Collected data entries:
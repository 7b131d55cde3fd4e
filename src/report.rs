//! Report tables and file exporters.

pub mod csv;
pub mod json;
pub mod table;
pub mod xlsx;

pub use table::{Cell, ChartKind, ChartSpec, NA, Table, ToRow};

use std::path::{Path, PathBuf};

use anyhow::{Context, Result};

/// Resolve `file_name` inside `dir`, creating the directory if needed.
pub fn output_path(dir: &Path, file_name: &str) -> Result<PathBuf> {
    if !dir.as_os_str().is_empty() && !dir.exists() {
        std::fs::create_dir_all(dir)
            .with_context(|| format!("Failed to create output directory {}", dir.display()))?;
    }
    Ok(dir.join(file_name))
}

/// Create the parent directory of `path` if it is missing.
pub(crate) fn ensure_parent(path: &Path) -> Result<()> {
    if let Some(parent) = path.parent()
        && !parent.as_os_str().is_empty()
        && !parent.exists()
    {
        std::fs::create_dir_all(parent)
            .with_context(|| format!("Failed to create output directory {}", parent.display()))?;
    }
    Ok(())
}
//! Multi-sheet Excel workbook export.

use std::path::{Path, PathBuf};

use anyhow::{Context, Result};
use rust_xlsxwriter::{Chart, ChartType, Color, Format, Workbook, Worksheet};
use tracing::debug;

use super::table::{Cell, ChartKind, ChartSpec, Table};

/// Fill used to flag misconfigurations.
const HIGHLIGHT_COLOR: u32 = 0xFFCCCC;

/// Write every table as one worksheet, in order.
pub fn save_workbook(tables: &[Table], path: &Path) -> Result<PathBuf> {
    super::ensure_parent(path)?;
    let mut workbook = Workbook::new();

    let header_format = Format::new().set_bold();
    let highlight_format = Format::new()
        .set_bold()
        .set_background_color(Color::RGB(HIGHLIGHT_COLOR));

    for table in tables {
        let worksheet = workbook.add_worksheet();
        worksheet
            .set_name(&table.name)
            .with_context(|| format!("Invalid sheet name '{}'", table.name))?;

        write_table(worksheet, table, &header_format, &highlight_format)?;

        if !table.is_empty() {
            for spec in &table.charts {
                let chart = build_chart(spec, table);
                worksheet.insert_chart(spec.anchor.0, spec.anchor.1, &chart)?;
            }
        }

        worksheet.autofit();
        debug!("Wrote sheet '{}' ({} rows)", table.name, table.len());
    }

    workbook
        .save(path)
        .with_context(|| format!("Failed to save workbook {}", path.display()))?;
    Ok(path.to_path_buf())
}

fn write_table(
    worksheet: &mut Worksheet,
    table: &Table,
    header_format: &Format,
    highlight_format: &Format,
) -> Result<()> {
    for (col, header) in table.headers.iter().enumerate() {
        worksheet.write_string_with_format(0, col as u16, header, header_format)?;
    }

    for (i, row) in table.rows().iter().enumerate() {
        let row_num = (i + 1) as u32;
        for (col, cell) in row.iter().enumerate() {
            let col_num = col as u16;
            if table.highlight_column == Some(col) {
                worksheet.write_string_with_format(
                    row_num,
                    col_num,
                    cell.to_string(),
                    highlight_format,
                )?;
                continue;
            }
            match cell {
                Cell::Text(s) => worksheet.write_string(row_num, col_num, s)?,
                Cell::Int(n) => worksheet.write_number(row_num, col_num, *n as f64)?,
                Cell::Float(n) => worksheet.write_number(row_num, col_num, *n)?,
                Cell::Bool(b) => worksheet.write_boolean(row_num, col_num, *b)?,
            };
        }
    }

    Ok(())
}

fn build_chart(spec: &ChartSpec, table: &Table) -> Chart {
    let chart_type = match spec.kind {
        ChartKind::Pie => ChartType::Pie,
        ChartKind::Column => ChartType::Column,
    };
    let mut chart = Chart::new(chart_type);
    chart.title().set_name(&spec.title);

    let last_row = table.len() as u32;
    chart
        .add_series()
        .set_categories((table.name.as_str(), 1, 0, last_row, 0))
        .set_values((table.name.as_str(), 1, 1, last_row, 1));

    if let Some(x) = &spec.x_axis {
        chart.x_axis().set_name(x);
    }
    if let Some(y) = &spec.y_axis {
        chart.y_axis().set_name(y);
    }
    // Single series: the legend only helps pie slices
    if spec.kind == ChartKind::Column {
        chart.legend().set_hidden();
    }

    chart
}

Directions = From the data above, output only the lines between the line containing "use tracing::debug;" and the line containing "let chart = build_chart(spec, table);", inclusive, exactly as written.

The answer =
use tracing::debug;

use super::table::{Cell, ChartKind, ChartSpec, Table};

/// Fill used to flag misconfigurations.
const HIGHLIGHT_COLOR: u32 = 0xFFCCCC;

/// Write every table as one worksheet, in order.
pub fn save_workbook(tables: &[Table], path: &Path) -> Result<PathBuf> {
    super::ensure_parent(path)?;
    let mut workbook = Workbook::new();

    let header_format = Format::new().set_bold();
    let highlight_format = Format::new()
        .set_bold()
        .set_background_color(Color::RGB(HIGHLIGHT_COLOR));

    for table in tables {
        let worksheet = workbook.add_worksheet();
        worksheet
            .set_name(&table.name)
            .with_context(|| format!("Invalid sheet name '{}'", table.name))?;

        write_table(worksheet, table, &header_format, &highlight_format)?;

        if !table.is_empty() {
            for spec in &table.charts {
                let chart = build_chart(spec, table);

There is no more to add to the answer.